:: Extracted entries ::

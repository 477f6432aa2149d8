use futures::{StreamExt, TryFuture};
use kube::runtime::controller::{Action, Controller};
use kube::runtime::watcher;
use kube::{api::Api, Client};
use serde::de::DeserializeOwned;
use std::fmt::Debug;
use std::future::Future;
use std::hash::Hash;
use std::sync::Arc;
use tokio::time::Duration;
use tracing::{debug, error, info_span, Instrument};

use crate::errors::Error;

type StoredErrorPolicyFn<ResourceType, State> =
    Box<dyn Fn(Arc<ResourceType>, &Error, Arc<State>) -> Action + Send + Sync>;
type StoredReconcileFn<ResourceType, State, Fut> =
    Box<dyn Fn(Arc<ResourceType>, Arc<State>) -> Fut + Send + Sync>;

const DEFAULT_ERROR_REQUEUE: Duration = Duration::from_secs(15);

pub struct ResourceControllerBuilder {
    client: Client,
    watcher_config: watcher::Config,
}
pub struct ResourceControllerBuilderWithState<State> {
    client: Client,
    watcher_config: watcher::Config,
    state: Arc<State>,
}
pub struct ResourceControllerBuilderWithStateAndErrorPolicy<ResourceType, State> {
    client: Client,
    watcher_config: watcher::Config,
    state: Arc<State>,
    error_policy: StoredErrorPolicyFn<ResourceType, State>,
}
pub struct ResourceController<ResourceType, State, UpdateFut, RemoveFut> {
    client: Client,
    watcher_config: watcher::Config,
    state: Arc<State>,
    error_policy: StoredErrorPolicyFn<ResourceType, State>,
    update_fn: StoredReconcileFn<ResourceType, State, UpdateFut>,
    remove_fn: StoredReconcileFn<ResourceType, State, RemoveFut>,
}

impl ResourceControllerBuilder {
    pub fn new(client: Client) -> ResourceControllerBuilder {
        ResourceControllerBuilder {
            client,
            watcher_config: watcher::Config::default(),
        }
    }

    /// Only watch objects matching the given label selector
    pub fn with_label_selector(mut self, label_selector: Option<&str>) -> Self {
        if let Some(selector) = label_selector {
            self.watcher_config = self.watcher_config.labels(selector);
        }
        self
    }

    pub fn with_state<State>(self, state: State) -> ResourceControllerBuilderWithState<State> {
        ResourceControllerBuilderWithState {
            client: self.client,
            watcher_config: self.watcher_config,
            state: Arc::new(state),
        }
    }
}

impl<State> ResourceControllerBuilderWithState<State> {
    pub fn with_default_error_policy<ResourceType>(
        self,
    ) -> ResourceControllerBuilderWithStateAndErrorPolicy<ResourceType, State> {
        let error_policy_fn = |_object: Arc<ResourceType>, error: &Error, _ctx: Arc<State>| {
            error!("reconcile failed, requeueing: {}", error);
            Action::requeue(DEFAULT_ERROR_REQUEUE)
        };

        ResourceControllerBuilderWithStateAndErrorPolicy {
            client: self.client,
            watcher_config: self.watcher_config,
            state: self.state,
            error_policy: Box::new(error_policy_fn),
        }
    }
}

impl<ResourceType, State> ResourceControllerBuilderWithStateAndErrorPolicy<ResourceType, State> {
    pub fn with_functions<UpdateFut, RemoveFut>(
        self,
        update_fn: impl Fn(Arc<ResourceType>, Arc<State>) -> UpdateFut + Send + Sync + 'static,
        remove_fn: impl Fn(Arc<ResourceType>, Arc<State>) -> RemoveFut + Send + Sync + 'static,
    ) -> ResourceController<ResourceType, State, UpdateFut, RemoveFut>
    where
        UpdateFut: TryFuture<Ok = Action, Error = crate::Error> + Send + 'static,
        RemoveFut: TryFuture<Ok = Action, Error = crate::Error> + Send + 'static,
    {
        ResourceController {
            client: self.client,
            watcher_config: self.watcher_config,
            state: self.state,
            error_policy: self.error_policy,
            update_fn: Box::new(update_fn),
            remove_fn: Box::new(remove_fn),
        }
    }
}

impl<ResourceType, State, UpdateFut, RemoveFut>
    ResourceController<ResourceType, State, UpdateFut, RemoveFut>
where
    ResourceType: kube::Resource
        + kube::ResourceExt
        + Clone
        + Debug
        + DeserializeOwned
        + Send
        + Sync
        + 'static,
    <ResourceType as kube::Resource>::DynamicType: Clone + Debug + Default + Eq + Hash + Unpin,
    UpdateFut: Future<Output = Result<Action, Error>> + Send + 'static,
    RemoveFut: Future<Output = Result<Action, Error>> + Send + 'static,
    State: Send + Sync + 'static,
{
    pub fn run(self) -> impl Future<Output = ()> {
        let api: Api<ResourceType> = Api::all(self.client.clone());
        let remove_fn = Arc::new(self.remove_fn);
        let update_fn = Arc::new(self.update_fn);

        Controller::new(api, self.watcher_config)
            .shutdown_on_signal()
            .run(
                move |object: Arc<ResourceType>, state: Arc<State>| {
                    let remove_fn = remove_fn.clone();
                    let update_fn = update_fn.clone();

                    let span = info_span!(
                        "reconcile resource",
                        "kind" =
                            ResourceType::kind(&ResourceType::DynamicType::default()).to_string(),
                        "ns" = object.meta().namespace.clone(),
                        "name" = object.meta().name.clone()
                    );

                    async move {
                        if object.meta().deletion_timestamp.is_some() {
                            remove_fn(object, state)
                                .instrument(info_span!("remove_fn"))
                                .await
                        } else {
                            update_fn(object, state)
                                .instrument(info_span!("update_fn"))
                                .await
                        }
                    }
                    .instrument(span)
                },
                self.error_policy,
                self.state,
            )
            .for_each(|res| async move {
                match res {
                    Ok((object, _action)) => debug!("reconciled {}", object.name),
                    Err(e) => error!("reconcile failed: {:?}", e),
                }
            })
    }
}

:: What you should do ::
All of the records above should be repeated exactly.

:: Answer box ::
repository 477f6432aa2149d8
use futures::{StreamExt, TryFuture};
use kube::runtime::controller::{Action, Controller};
use kube::runtime::watcher;
use kube::{api::Api, Client};
use serde::de::DeserializeOwned;
use std::fmt::Debug;
use std::future::Future;
use std::hash::Hash;
use std::sync::Arc;
use tokio::time::Duration;
use tracing::{debug, error, info_span, Instrument};

use crate::errors::Error;

type StoredErrorPolicyFn<ResourceType, State> =
    Box<dyn Fn(Arc<ResourceType>, &Error, Arc<State>) -> Action + Send + Sync>;
type StoredReconcileFn<ResourceType, State, Fut> =
    Box<dyn Fn(Arc<ResourceType>, Arc<State>) -> Fut + Send + Sync>;

const DEFAULT_ERROR_REQUEUE: Duration = Duration::from_secs(15);

pub struct ResourceControllerBuilder {
    client: Client,
    watcher_config: watcher::Config,
}
pub struct ResourceControllerBuilderWithState<State> {
    client: Client,
    watcher_config: watcher::Config,
    state: Arc<State>,
}
pub struct ResourceControllerBuilderWithStateAndErrorPolicy<ResourceType, State> {
    client: Client,
    watcher_config: watcher::Config,
    state: Arc<State>,
    error_policy: StoredErrorPolicyFn<ResourceType, State>,
}
pub struct ResourceController<ResourceType, State, UpdateFut, RemoveFut> {
    client: Client,
    watcher_config: watcher::Config,
    state: Arc<State>,
    error_policy: StoredErrorPolicyFn<ResourceType, State>,
    update_fn: StoredReconcileFn<ResourceType, State, UpdateFut>,
    remove_fn: StoredReconcileFn<ResourceType, State, RemoveFut>,
}

impl ResourceControllerBuilder {
    pub fn new(client: Client) -> ResourceControllerBuilder {
        ResourceControllerBuilder {
            client,
            watcher_config: watcher::Config::default(),
        }
    }

    /// Only watch objects matching the given label selector
    pub fn with_label_selector(mut self, label_selector: Option<&str>) -> Self {
        if let Some(selector) = label_selector {
            self.watcher_config = self.watcher_config.labels(selector);
        }
        self
    }

    pub fn with_state<State>(self, state: State) -> ResourceControllerBuilderWithState<State> {
        ResourceControllerBuilderWithState {
            client: self.client,
            watcher_config: self.watcher_config,
            state: Arc::new(state),
        }
    }
}

impl<State> ResourceControllerBuilderWithState<State> {
    pub fn with_default_error_policy<ResourceType>(
        self,
    ) -> ResourceControllerBuilderWithStateAndErrorPolicy<ResourceType, State> {
        let error_policy_fn = |_object: Arc<ResourceType>, error: &Error, _ctx: Arc<State>| {
            error!("reconcile failed, requeueing: {}", error);
            Action::requeue(DEFAULT_ERROR_REQUEUE)
        };

        ResourceControllerBuilderWithStateAndErrorPolicy {
            client: self.client,
            watcher_config: self.watcher_config,
            state: self.state,
            error_policy: Box::new(error_policy_fn),
        }
    }
}

impl<ResourceType, State> ResourceControllerBuilderWithStateAndErrorPolicy<ResourceType, State> {
    pub fn with_functions<UpdateFut, RemoveFut>(
        self,
        update_fn: impl Fn(Arc<ResourceType>, Arc<State>) -> UpdateFut + Send + Sync + 'static,
        remove_fn: impl Fn(Arc<ResourceType>, Arc<State>) -> RemoveFut + Send + Sync + 'static,
    ) -> ResourceController<ResourceType, State, UpdateFut, RemoveFut>
    where
        UpdateFut: TryFuture<Ok = Action, Error = crate::Error> + Send + 'static,
        RemoveFut: TryFuture<Ok = Action, Error = crate::Error> + Send + 'static,
    {
        ResourceController {
            client: self.client,
            watcher_config: self.watcher_config,
            state: self.state,
            error_policy: self.error_policy,
            update_fn: Box::new(update_fn),
            remove_fn: Box::new(remove_fn),
        }
    }
}

impl<ResourceType, State, UpdateFut, RemoveFut>
    ResourceController<ResourceType, State, UpdateFut, RemoveFut>
where
    ResourceType: kube::Resource
        + kube::ResourceExt
        + Clone
        + Debug
        + DeserializeOwned
        + Send
        + Sync
        + 'static,
    <ResourceType as kube::Resource>::DynamicType: Clone + Debug + Default + Eq + Hash + Unpin,
    UpdateFut: Future<Output = Result<Action, Error>> + Send + 'static,
    RemoveFut: Future<Output = Result<Action, Error>> + Send + 'static,
    State: Send + Sync + 'static,
{
    pub fn run(self) -> impl Future<Output = ()> {
        let api: Api<ResourceType> = Api::all(self.client.clone());
        let remove_fn = Arc::new(self.remove_fn);
        let update_fn = Arc::new(self.update_fn);

        Controller::new(api, self.watcher_config)
            .shutdown_on_signal()
            .run(
                move |object: Arc<ResourceType>, state: Arc<State>| {
                    let remove_fn = remove_fn.clone();
                    let update_fn = update_fn.clone();

                    let span = info_span!(
                        "reconcile resource",
                        "kind" =
                            ResourceType::kind(&ResourceType::DynamicType::default()).to_string(),
                        "ns" = object.meta().namespace.clone(),
                        "name" = object.meta().name.clone()
                    );

                    async move {
                        if object.meta().deletion_timestamp.is_some() {
                            remove_fn(object, state)
                                .instrument(info_span!("remove_fn"))
                                .await
                        } else {
                            update_fn(object, state)
                                .instrument(info_span!("update_fn"))
                                .await
                        }
                    }
                    .instrument(span)
                },
                self.error_policy,
                self.state,
            )
            .for_each(|res| async move {
                match res {
                    Ok((object, _action)) => debug!("reconciled {}", object.name),
                    Err(e) => error!("reconcile failed: {:?}", e),
                }
            })
    }
}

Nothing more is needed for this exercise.